*** Material supplied Section Begins ***

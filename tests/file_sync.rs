use std::fs;
use std::sync::Arc;
use std::time::Duration;

use odf::failures::{write_fail_file, ERROR_REASON_COLUMN};
use odf::remote::WriteRule;
use odf::sink::CsvSink;
use odf::source::{self, ColumnTransform};
use odf::{
    export_records, import_records, ExportOptions, FieldDescriptor, ImportOptions, MemoryStore,
    MetadataCache, RelationKind, SessionManager,
};
use serde_json::json;
use tempfile::TempDir;

const PARTNER: &str = "res.partner";

fn partner_store() -> Arc<MemoryStore> {
    let store = MemoryStore::new();
    store.define_model(
        PARTNER,
        vec![
            FieldDescriptor::scalar("name", "char"),
            FieldDescriptor::scalar("city", "char"),
            FieldDescriptor::relation("parent_id", RelationKind::ManyToOne, PARTNER),
        ],
    );
    store.add_rule(PARTNER, WriteRule::Required("name".into()));
    Arc::new(store)
}

fn import_file(
    store: &Arc<MemoryStore>,
    path: &std::path::Path,
    options: &ImportOptions,
) -> odf::TransferReport {
    let table = source::read_csv(path, b',').unwrap();
    let records = source::transform_rows(&table.rows, &ColumnTransform::new()).unwrap();
    let runtime = tokio::runtime::Builder::new_current_thread()
        .enable_all()
        .build()
        .unwrap();
    runtime
        .block_on(import_records(store.clone(), records, PARTNER, options))
        .unwrap()
}

#[test]
fn invalid_row_is_isolated_and_reported() {
    let tmp = TempDir::new().unwrap();
    let input = tmp.path().join("partners.csv");
    fs::write(
        &input,
        "id,name,city\np1,Acme,Lyon\np2,,Paris\np3,Globex,Nantes\n",
    )
    .unwrap();
    let store = partner_store();

    let report = import_file(&store, &input, &ImportOptions::default());
    assert_eq!(report.total_records, 3);
    assert_eq!(report.success_count, 2);
    assert_eq!(report.failures.len(), 1);
    assert_eq!(report.failures[0].row, 1);
    assert!(report.failures[0].reason.contains("name"), "{}", report.failures[0].reason);
    assert_eq!(store.count(PARTNER), 2);
    assert!(store.id_for(PARTNER, "p2").is_none());

    let table = source::read_csv(&input, b',').unwrap();
    let fail_path = tmp.path().join("partners_fail.csv");
    let written = write_fail_file(&fail_path, &table.header, &table.rows, &report.failures, b',').unwrap();
    assert_eq!(written, 1);

    let fail_table = source::read_csv(&fail_path, b',').unwrap();
    assert_eq!(fail_table.header.last().map(String::as_str), Some(ERROR_REASON_COLUMN));
    assert_eq!(fail_table.rows.len(), 1);
    assert_eq!(fail_table.rows[0]["id"], json!("p2"));
    assert_eq!(fail_table.rows[0]["city"], json!("Paris"));
}

#[test]
fn rerunning_an_import_updates_in_place() {
    let tmp = TempDir::new().unwrap();
    let input = tmp.path().join("partners.csv");
    fs::write(&input, "id,name,city\np1,Acme,Lyon\np2,Globex,Paris\n").unwrap();
    let store = partner_store();

    let first = import_file(&store, &input, &ImportOptions::default());
    assert!(first.is_complete_success());
    assert_eq!(store.count(PARTNER), 2);

    fs::write(&input, "id,name,city\np1,Acme,Marseille\np2,Globex,Paris\n").unwrap();
    let second = import_file(&store, &input, &ImportOptions::default());
    assert!(second.is_complete_success());
    assert_eq!(store.count(PARTNER), 2);
    let p1 = store.id_for(PARTNER, "p1").unwrap();
    assert_eq!(store.row(PARTNER, p1).unwrap()["city"], json!("Marseille"));
}

#[test]
fn failing_batch_does_not_sink_its_neighbours() {
    let tmp = TempDir::new().unwrap();
    let input = tmp.path().join("partners.csv");
    let mut csv = String::from("id,name\n");
    for i in 0..20 {
        let name = if i == 7 { String::new() } else { format!("Partner {i}") };
        csv.push_str(&format!("p{i},{name}\n"));
    }
    fs::write(&input, csv).unwrap();
    let store = partner_store();

    let options = ImportOptions {
        batch_size: 5,
        workers: 3,
        ..ImportOptions::default()
    };
    let report = import_file(&store, &input, &options);
    assert_eq!(report.success_count, 19);
    assert_eq!(report.failures.len(), 1);
    assert_eq!(report.failures[0].row, 7);
    assert_eq!(store.count(PARTNER), 19);
}

#[test]
fn partitioned_rows_never_overlap() {
    let tmp = TempDir::new().unwrap();
    let input = tmp.path().join("contacts.csv");
    let mut csv = String::from("id,name,city\n");
    for i in 0..24 {
        csv.push_str(&format!("c{i},Contact {i},City {}\n", i % 3));
    }
    fs::write(&input, csv).unwrap();
    let store = partner_store();
    store.track_partition_field("city");
    store.set_write_latency(Duration::from_millis(5));

    let options = ImportOptions {
        batch_size: 4,
        workers: 4,
        partition_key: Some("city".into()),
        ..ImportOptions::default()
    };
    let report = import_file(&store, &input, &options);
    assert!(report.is_complete_success(), "{:?}", report.failures);
    assert_eq!(store.count(PARTNER), 24);
    assert_eq!(store.stats().partition_overlaps, 0);
}

#[tokio::test]
async fn imported_rows_export_back_out() {
    let tmp = TempDir::new().unwrap();
    let store = partner_store();
    let records = source::transform_rows(
        &[
            json!({"id": "hq", "name": "Acme", "city": "Lyon", "parent_id/id": ""}),
            json!({"id": "branch", "name": "Acme Nord", "city": "Lille", "parent_id/id": "hq"}),
        ]
        .into_iter()
        .map(|row| row.as_object().cloned().unwrap())
        .collect::<Vec<_>>(),
        &ColumnTransform::new(),
    )
    .unwrap();
    let report = import_records(store.clone(), records, PARTNER, &ImportOptions::default())
        .await
        .unwrap();
    assert!(report.is_complete_success(), "{:?}", report.failures);

    let cache = Arc::new(MetadataCache::new(store.clone()));
    let sessions = SessionManager::new(tmp.path().join("sessions"));
    let run = export_records(
        cache,
        &sessions,
        PARTNER,
        &json!([]),
        &["name".to_string(), "parent_id".to_string(), "city".to_string()],
        ExportOptions::default(),
    )
    .await
    .unwrap();
    let output = tmp.path().join("out.csv");
    let mut sink = CsvSink::open(&output, b';', false).unwrap();
    let summary = run.drive(&mut sink).await.unwrap();
    drop(sink);

    assert!(summary.is_complete());
    assert_eq!(summary.exported, 2);
    assert!(sessions.list().unwrap().is_empty());
    assert_eq!(
        fs::read_to_string(&output).unwrap(),
        "name;parent_id;city\nAcme;;Lyon\nAcme Nord;Acme;Lille\n"
    );
}
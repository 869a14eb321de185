use std::path::PathBuf;

use clap::Args;

#[derive(Debug, Clone, Args)]
pub struct BaseArgs {
    /// Output as JSON
    #[arg(short = 'j', long, global = true)]
    pub json: bool,

    /// Increase log detail (-v debug, -vv trace)
    #[arg(short = 'v', long, action = clap::ArgAction::Count, global = true)]
    pub verbose: u8,

    /// Append logs to this file instead of stderr
    #[arg(long, env = "ODF_LOG_FILE", global = true)]
    pub log_file: Option<PathBuf>,

    /// Server URL (or via ODF_URL)
    #[arg(long, env = "ODF_URL", hide_env_values = true, global = true)]
    pub url: Option<String>,

    /// Database name (or via ODF_DATABASE)
    #[arg(long, env = "ODF_DATABASE", hide_env_values = true, global = true)]
    pub database: Option<String>,

    /// Login user (or via ODF_LOGIN)
    #[arg(long, env = "ODF_LOGIN", hide_env_values = true, global = true)]
    pub login: Option<String>,

    /// Password or API key (or via ODF_PASSWORD)
    #[arg(long, env = "ODF_PASSWORD", hide_env_values = true, global = true)]
    pub password: Option<String>,

    /// Path to a .env file to load before running commands.
    #[arg(long, env = "ODF_ENV_FILE", hide_env_values = true)]
    pub env_file: Option<PathBuf>,
}

#[derive(Debug, Clone, Args)]
pub struct CLIArgs<T: Args> {
    #[command(flatten)]
    pub base: BaseArgs,

    #[command(flatten)]
    pub args: T,
}
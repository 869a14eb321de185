use comfy_table::{presets::NOTHING, Attribute, Cell, ContentArrangement, Table};

/// Create a table with the standard CLI styling (no borders, no wrapping)
pub fn styled_table() -> Table {
    let mut table = Table::new();
    table.load_preset(NOTHING);
    table.set_content_arrangement(ContentArrangement::Disabled);
    table
}

/// Truncate text to at most `max_chars` characters, ending in an ellipsis.
pub fn truncate(text: &str, max_chars: usize) -> String {
    if text.chars().count() <= max_chars {
        return text.to_string();
    }
    let kept: String = text.chars().take(max_chars.saturating_sub(1)).collect();
    format!("{kept}…")
}

/// Apply padding to all columns (call after setting headers)
pub fn apply_column_padding(table: &mut Table, padding: (u16, u16)) {
    for i in 0..table.column_count() {
        if let Some(col) = table.column_mut(i) {
            col.set_padding(padding);
        }
    }
}

/// Create a header cell with dim + bold styling
pub fn header(text: &str) -> Cell {
    Cell::new(text)
        .add_attribute(Attribute::Bold)
        .add_attribute(Attribute::Dim)
}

*** Material supplied Section Ends ***

▶ _What the task asks_
Check each line of the data for the word "Globex", then state only how many lines hold it.

▶ _Result of this exercise_
3